AIM OF THE TASK: Write every entry out again, exactly as given.

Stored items

|---|

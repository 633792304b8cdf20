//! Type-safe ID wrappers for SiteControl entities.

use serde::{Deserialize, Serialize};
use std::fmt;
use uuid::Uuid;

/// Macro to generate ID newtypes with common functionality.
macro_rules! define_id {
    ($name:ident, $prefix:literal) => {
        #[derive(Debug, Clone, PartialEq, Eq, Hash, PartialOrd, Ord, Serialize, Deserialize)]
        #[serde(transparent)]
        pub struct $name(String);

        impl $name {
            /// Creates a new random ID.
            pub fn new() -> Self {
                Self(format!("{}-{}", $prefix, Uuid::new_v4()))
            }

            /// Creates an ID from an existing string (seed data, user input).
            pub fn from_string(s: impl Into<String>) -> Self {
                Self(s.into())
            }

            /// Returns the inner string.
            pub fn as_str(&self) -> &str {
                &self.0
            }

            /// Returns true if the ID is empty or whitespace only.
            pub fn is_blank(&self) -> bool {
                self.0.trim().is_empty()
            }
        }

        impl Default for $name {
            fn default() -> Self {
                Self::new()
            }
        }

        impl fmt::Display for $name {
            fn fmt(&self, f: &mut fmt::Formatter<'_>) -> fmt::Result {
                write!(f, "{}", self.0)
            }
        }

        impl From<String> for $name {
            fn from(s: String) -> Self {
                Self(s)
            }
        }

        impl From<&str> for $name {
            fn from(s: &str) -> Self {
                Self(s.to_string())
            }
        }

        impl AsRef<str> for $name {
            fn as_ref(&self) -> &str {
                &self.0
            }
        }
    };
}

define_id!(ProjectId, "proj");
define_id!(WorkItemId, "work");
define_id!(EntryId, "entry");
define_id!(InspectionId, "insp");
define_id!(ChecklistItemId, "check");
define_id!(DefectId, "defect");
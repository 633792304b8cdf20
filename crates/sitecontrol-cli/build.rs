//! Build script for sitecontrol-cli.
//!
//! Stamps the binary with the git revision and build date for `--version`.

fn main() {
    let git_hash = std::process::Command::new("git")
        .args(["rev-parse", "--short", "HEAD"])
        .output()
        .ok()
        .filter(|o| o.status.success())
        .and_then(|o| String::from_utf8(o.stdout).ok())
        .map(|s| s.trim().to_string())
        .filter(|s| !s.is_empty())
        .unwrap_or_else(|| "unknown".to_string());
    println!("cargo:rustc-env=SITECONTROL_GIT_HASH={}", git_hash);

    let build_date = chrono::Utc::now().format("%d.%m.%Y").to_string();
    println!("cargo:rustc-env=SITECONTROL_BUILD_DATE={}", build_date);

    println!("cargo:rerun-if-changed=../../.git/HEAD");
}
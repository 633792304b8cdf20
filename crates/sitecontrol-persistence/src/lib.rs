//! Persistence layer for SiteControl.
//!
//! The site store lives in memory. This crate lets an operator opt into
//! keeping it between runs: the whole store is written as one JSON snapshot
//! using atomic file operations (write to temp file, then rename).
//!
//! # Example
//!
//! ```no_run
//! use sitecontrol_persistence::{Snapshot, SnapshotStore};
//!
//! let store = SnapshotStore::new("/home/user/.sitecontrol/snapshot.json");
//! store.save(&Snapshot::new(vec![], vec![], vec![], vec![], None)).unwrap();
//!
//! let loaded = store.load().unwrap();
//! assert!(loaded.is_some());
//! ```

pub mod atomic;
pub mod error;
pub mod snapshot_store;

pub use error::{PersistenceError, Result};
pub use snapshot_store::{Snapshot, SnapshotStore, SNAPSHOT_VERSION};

|---|

RESPONSE AREA:
repository 633792304b8cdf20
//! Type-safe ID wrappers for SiteControl entities.

use serde::{Deserialize, Serialize};
use std::fmt;
use uuid::Uuid;

/// Macro to generate ID newtypes with common functionality.
macro_rules! define_id {
    ($name:ident, $prefix:literal) => {
        #[derive(Debug, Clone, PartialEq, Eq, Hash, PartialOrd, Ord, Serialize, Deserialize)]
        #[serde(transparent)]
        pub struct $name(String);

        impl $name {
            /// Creates a new random ID.
            pub fn new() -> Self {
                Self(format!("{}-{}", $prefix, Uuid::new_v4()))
            }

            /// Creates an ID from an existing string (seed data, user input).
            pub fn from_string(s: impl Into<String>) -> Self {
                Self(s.into())
            }

            /// Returns the inner string.
            pub fn as_str(&self) -> &str {
                &self.0
            }

            /// Returns true if the ID is empty or whitespace only.
            pub fn is_blank(&self) -> bool {
                self.0.trim().is_empty()
            }
        }

        impl Default for $name {
            fn default() -> Self {
                Self::new()
            }
        }

        impl fmt::Display for $name {
            fn fmt(&self, f: &mut fmt::Formatter<'_>) -> fmt::Result {
                write!(f, "{}", self.0)
            }
        }

        impl From<String> for $name {
            fn from(s: String) -> Self {
                Self(s)
            }
        }

        impl From<&str> for $name {
            fn from(s: &str) -> Self {
                Self(s.to_string())
            }
        }

        impl AsRef<str> for $name {
            fn as_ref(&self) -> &str {
                &self.0
            }
        }
    };
}

define_id!(ProjectId, "proj");
define_id!(WorkItemId, "work");
define_id!(EntryId, "entry");
define_id!(InspectionId, "insp");
define_id!(ChecklistItemId, "check");
define_id!(DefectId, "defect");
repository 633792304b8cdf20
filename crates/sitecontrol-cli/build.rs
//! Build script for sitecontrol-cli.
//!
//! Stamps the binary with the git revision and build date for `--version`.

fn main() {
    let git_hash = std::process::Command::new("git")
        .args(["rev-parse", "--short", "HEAD"])
        .output()
        .ok()
        .filter(|o| o.status.success())
        .and_then(|o| String::from_utf8(o.stdout).ok())
        .map(|s| s.trim().to_string())
        .filter(|s| !s.is_empty())
        .unwrap_or_else(|| "unknown".to_string());
    println!("cargo:rustc-env=SITECONTROL_GIT_HASH={}", git_hash);

    let build_date = chrono::Utc::now().format("%d.%m.%Y").to_string();
    println!("cargo:rustc-env=SITECONTROL_BUILD_DATE={}", build_date);

    println!("cargo:rerun-if-changed=../../.git/HEAD");
}
repository 633792304b8cdf20
filename crates/sitecontrol-persistence/src/lib.rs
//! Persistence layer for SiteControl.
//!
//! The site store lives in memory. This crate lets an operator opt into
//! keeping it between runs: the whole store is written as one JSON snapshot
//! using atomic file operations (write to temp file, then rename).
//!
//! # Example
//!
//! ```no_run
//! use sitecontrol_persistence::{Snapshot, SnapshotStore};
//!
//! let store = SnapshotStore::new("/home/user/.sitecontrol/snapshot.json");
//! store.save(&Snapshot::new(vec![], vec![], vec![], vec![], None)).unwrap();
//!
//! let loaded = store.load().unwrap();
//! assert!(loaded.is_some());
//! ```

pub mod atomic;
pub mod error;
pub mod snapshot_store;

pub use error::{PersistenceError, Result};
pub use snapshot_store::{Snapshot, SnapshotStore, SNAPSHOT_VERSION};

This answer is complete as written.